Cells impaled onto nanofibers may be used as gene delivery devices to regulate expression of impaled cells, and to influence the cell-cell interactions of surrounding cells. To use this novel technology, it is essential to identify a time point following impalement where exogenous gene expression can be precisely monitored. RNA was extracted from CHO-cells impaled on vertically array nanofibers isolated over a series of time points ending at 24 hours. After fluorescent labeling, the RNA is hybridized to mouse microarray slides. Differential expression data was analyzed using Array Studio from Omicsoft.

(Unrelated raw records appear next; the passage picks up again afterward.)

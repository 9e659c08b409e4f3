//! Instruction definitions dispatched by the program entrypoint.

use borsh::{BorshDeserialize, BorshSerialize};
use solana_program::pubkey::Pubkey;

/// All instructions accepted by the program.
///
/// Account lists below follow the Solana convention: `[signer]` accounts
/// must sign, `[writable]` accounts are mutated, everything else is
/// read-only.
#[derive(BorshSerialize, BorshDeserialize, Debug, Clone, PartialEq)]
pub enum AmmInstruction {
    /// Initializes the singleton factory.
    ///
    /// Accounts:
    /// 0. `[signer, writable]` payer
    /// 1. `[writable]` factory PDA
    /// 2. `[]` system program
    InitializeFactory { fee_to_setter: Pubkey },

    /// Creates a pair for an unordered mint pair and wires up its two
    /// program-owned SPL vaults.
    ///
    /// Accounts:
    /// 0. `[signer, writable]` payer
    /// 1. `[writable]` factory PDA
    /// 2. `[]` first mint (either order; the pair sorts them internally)
    /// 3. `[]` second mint (either order)
    /// 4. `[writable]` pair PDA
    /// 5. `[writable]` vault0 PDA (SPL token account owned by the pair PDA)
    /// 6. `[writable]` vault1 PDA
    /// 7. `[]` SPL Token program
    /// 8. `[]` system program
    /// 9. `[]` rent sysvar
    CreatePair {
        /// Cluster genesis hash, captured as the permit domain separator's
        /// chain id (no on-chain syscall exposes it, so the client supplies
        /// it from an RPC query).
        chain_id: [u8; 32],
    },

    /// Sets the protocol fee recipient. Signer must equal `fee_to_setter`.
    ///
    /// Accounts:
    /// 0. `[signer]` fee_to_setter
    /// 1. `[writable]` factory PDA
    SetFeeTo { fee_to: Pubkey },

    /// Transfers the `fee_to_setter` privilege. Signer must equal the
    /// current `fee_to_setter`.
    ///
    /// Accounts:
    /// 0. `[signer]` fee_to_setter
    /// 1. `[writable]` factory PDA
    SetFeeToSetter { new_fee_to_setter: Pubkey },

    /// Issues pool shares for tokens already transferred into the pair's
    /// vaults by the caller. Permissionless, like the rest of the pair
    /// engine; `sender` is carried only for event attribution.
    ///
    /// Accounts:
    /// 0. `[]` sender
    /// 1. `[writable]` pair PDA
    /// 2. `[]` factory PDA
    /// 3. `[writable]` vault0
    /// 4. `[writable]` vault1
    /// 5. `[writable]` recipient LP ledger PDA (`to`)
    /// 6. `[writable]` fee_to LP ledger PDA (required iff protocol fee is on)
    Mint,

    /// Redeems pool shares already transferred into the pair's own LP
    /// ledger slot back to the pair, against the pair's observed balances.
    ///
    /// Accounts:
    /// 0. `[]` sender
    /// 1. `[writable]` pair PDA
    /// 2. `[]` factory PDA
    /// 3. `[writable]` vault0
    /// 4. `[writable]` vault1
    /// 5. `[writable]` pair's own LP ledger PDA (shares awaiting burn)
    /// 6. `[writable]` destination token0 account (`to`)
    /// 7. `[writable]` destination token1 account (`to`)
    /// 8. `[]` token program
    /// 9. `[writable]` (optional) fee_to LP ledger PDA, present iff the
    ///    protocol fee is on; trailing so its absence doesn't shift any
    ///    other account's position
    Burn,

    /// Swaps, optionally invoking a flash-swap callback before the invariant
    /// recheck.
    ///
    /// Accounts:
    /// 0. `[]` sender
    /// 1. `[writable]` pair PDA
    /// 2. `[writable]` vault0
    /// 3. `[writable]` vault1
    /// 4. `[writable]` destination token0 account (`to`)
    /// 5. `[writable]` destination token1 account (`to`)
    /// 6. `[]` token program
    /// 7.. `[executable]` (optional) callback receiver program, iff
    ///     `callback_data` is nonempty; must equal account 4 or 5's owner
    Swap {
        amount0_out: u64,
        amount1_out: u64,
        callback_data: Vec<u8>,
    },

    /// Sweeps any vault balance above the cached reserves to `to`.
    ///
    /// Accounts:
    /// 0. `[writable]` pair PDA
    /// 1. `[writable]` vault0
    /// 2. `[writable]` vault1
    /// 3. `[writable]` destination token0 account (`to`)
    /// 4. `[writable]` destination token1 account (`to`)
    /// 5. `[]` token program
    Skim,

    /// Forces reserves to match the pair's current observed balances.
    ///
    /// Accounts:
    /// 0. `[writable]` pair PDA
    /// 1. `[]` vault0
    /// 2. `[]` vault1
    Sync,

    /// Creates a zero-balance pool-share ledger slot for `owner`, the
    /// Solana analogue of creating an associated token account: the ledger
    /// PDA must exist before it can receive `Mint`/`Transfer`/`TransferFrom`
    /// credits.
    ///
    /// Accounts:
    /// 0. `[signer, writable]` payer
    /// 1. `[]` pair PDA
    /// 2. `[writable]` LP ledger PDA for `(pair, owner)`
    /// 3. `[]` system program
    InitializeLpAccount { owner: Pubkey },

    /// Transfers pool shares from the caller's ledger to another owner's.
    ///
    /// Accounts:
    /// 0. `[signer]` owner
    /// 1. `[]` pair PDA
    /// 2. `[writable]` owner's LP ledger PDA
    /// 3. `[writable]` recipient's LP ledger PDA
    Transfer { amount: u64 },

    /// Approves a spender allowance over the caller's pool shares. Creates
    /// the allowance PDA on first use, paid for by the owner.
    ///
    /// Accounts:
    /// 0. `[signer, writable]` owner
    /// 1. `[]` pair PDA
    /// 2. `[writable]` allowance PDA
    /// 3. `[]` system program
    Approve { spender: Pubkey, amount: u64 },

    /// Spends an existing allowance, transferring shares from `owner` to
    /// `recipient`.
    ///
    /// Accounts:
    /// 0. `[signer]` spender
    /// 1. `[]` pair PDA
    /// 2. `[writable]` allowance PDA
    /// 3. `[writable]` owner's LP ledger PDA
    /// 4. `[writable]` recipient's LP ledger PDA
    TransferFrom { owner: Pubkey, amount: u64 },

    /// Approval-by-signature: grants an allowance without the owner signing
    /// this transaction, authorized instead by a preceding `Ed25519SigVerify`
    /// instruction in the same transaction. Creates the allowance PDA on
    /// first use, paid for by the relayer.
    ///
    /// Accounts:
    /// 0. `[signer, writable]` relayer (pays fees; need not be `owner` or `spender`)
    /// 1. `[]` pair PDA
    /// 2. `[writable]` owner's LP ledger PDA (source of the replay-protecting nonce)
    /// 3. `[writable]` allowance PDA
    /// 4. `[]` instructions sysvar
    /// 5. `[]` system program
    Permit {
        owner: Pubkey,
        spender: Pubkey,
        value: u64,
        deadline: i64,
    },

    /// Read-only: logs the pair's `(reserve0, reserve1, block_timestamp_last)`
    /// triple for client consumption. Solana instructions cannot return a
    /// value directly, so this mirrors the teacher's view-function idiom of
    /// logging the result via `msg!` rather than exposing a getter call.
    ///
    /// Accounts:
    /// 0. `[]` pair PDA
    GetReserves,
}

Functional annotation of the differentially expressed genes was performed using bioinformatics software including Genesis from Graz University of Technology, KEGG from Kanehisa Laboratories, and Web Gestalt from Vanderbilt University. Previous observations of membrane repair in response to wounding included reorganization of cytoskeleton and deployment of vesicles to the plasma membrane. Our data suggested that these mechanisms persisted up to four hours following impalement and membrane perturbation. Novel observations made were constant glycan activity, heparin sulfate, as a potential sealing factor, and over expression of G-protein coupled receptors labeled as Olfactory receptors. Surprisingly, induction of apoptosis was not detected during 24 hours. Finally, all observations show that by 24 hours differential expression has returned to nominal levels in comparison to control. This final key observation resolves a past criticism of a potentially very noisy expression background when conducting transfection experiments using plasmid linked nanofibers as the delivery method.